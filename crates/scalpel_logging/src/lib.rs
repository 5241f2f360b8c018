//! Shared logging utilities for ScalpelLab binaries.
//!
//! Every binary writes human-readable logs to stderr and a daily rolling
//! file under `<scalpel home>/logs`. The filter comes from `RUST_LOG` when
//! set, otherwise [`DEFAULT_LOG_FILTER`].

use anyhow::{Context, Result};
use std::fs;
use std::path::{Path, PathBuf};
use tracing_appender::non_blocking::WorkerGuard;
use tracing_subscriber::{layer::SubscriberExt, util::SubscriberInitExt, EnvFilter, Layer};

pub const DEFAULT_LOG_FILTER: &str = "scalpel=info,scalpel_db=info";
const VERBOSE_LOG_FILTER: &str = "scalpel=debug,scalpel_db=debug,tower_http=debug";

/// Logging configuration shared by ScalpelLab binaries.
pub struct LogConfig<'a> {
    pub app_name: &'a str,
    pub verbose: bool,
    /// Keep stderr quiet (warn and above) unless `verbose` is set.
    /// Used by commands whose stdout is machine-readable.
    pub quiet_console: bool,
    /// Override for the log directory. Defaults to [`logs_dir`].
    pub log_dir: Option<PathBuf>,
}

/// Holds the background file writer alive. Drop it last in `main`.
pub struct LogGuard {
    _file: Option<WorkerGuard>,
}

/// Initialize tracing with a daily rolling file writer and stderr output.
///
/// A failure to create the log directory is not fatal: logging falls back to
/// stderr only and a warning is emitted once the subscriber is installed.
pub fn init_logging(config: LogConfig<'_>) -> Result<LogGuard> {
    let file_filter = env_filter_or_default();
    let console_filter = if config.verbose {
        EnvFilter::new(VERBOSE_LOG_FILTER)
    } else if config.quiet_console {
        EnvFilter::new("warn")
    } else {
        env_filter_or_default()
    };

    let log_dir = config.log_dir.clone().unwrap_or_else(logs_dir);
    let (file_layer, guard, dir_error) = match ensure_dir(&log_dir) {
        Ok(()) => {
            let appender =
                tracing_appender::rolling::daily(&log_dir, format!("{}.log", config.app_name));
            let (writer, guard) = tracing_appender::non_blocking(appender);
            let layer = tracing_subscriber::fmt::layer()
                .with_writer(writer)
                .with_ansi(false)
                .with_filter(file_filter);
            (Some(layer), Some(guard), None)
        }
        Err(err) => (None, None, Some(err)),
    };

    tracing_subscriber::registry()
        .with(file_layer)
        .with(
            tracing_subscriber::fmt::layer()
                .with_writer(std::io::stderr)
                .with_filter(console_filter),
        )
        .try_init()
        .context("Failed to install tracing subscriber")?;

    if let Some(err) = dir_error {
        tracing::warn!(dir = %log_dir.display(), error = %err, "File logging disabled");
    }

    Ok(LogGuard { _file: guard })
}

fn env_filter_or_default() -> EnvFilter {
    EnvFilter::try_from_default_env().unwrap_or_else(|_| EnvFilter::new(DEFAULT_LOG_FILTER))
}

fn ensure_dir(dir: &Path) -> Result<()> {
    fs::create_dir_all(dir)
        .with_context(|| format!("Failed to create logs directory: {}", dir.display()))
}

/// Get the ScalpelLab home directory.
///
/// Priority:
/// 1) SCALPEL_HOME
/// 2) ~/.scalpel
/// 3) ./.scalpel
pub fn scalpel_home() -> PathBuf {
    if let Ok(override_path) = std::env::var("SCALPEL_HOME") {
        return PathBuf::from(override_path);
    }
    dirs::home_dir()
        .map(|h| h.join(".scalpel"))
        .unwrap_or_else(|| PathBuf::from(".").join(".scalpel"))
}

/// Get the logs directory: <home>/logs
pub fn logs_dir() -> PathBuf {
    scalpel_home().join("logs")
}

+ + + +

Could you copy each line of the material that holds "EnvFilter"?

◆ **Response area**
use tracing_subscriber::{layer::SubscriberExt, util::SubscriberInitExt, EnvFilter, Layer};
        EnvFilter::new(VERBOSE_LOG_FILTER)
        EnvFilter::new("warn")
fn env_filter_or_default() -> EnvFilter {
    EnvFilter::try_from_default_env().unwrap_or_else(|_| EnvFilter::new(DEFAULT_LOG_FILTER))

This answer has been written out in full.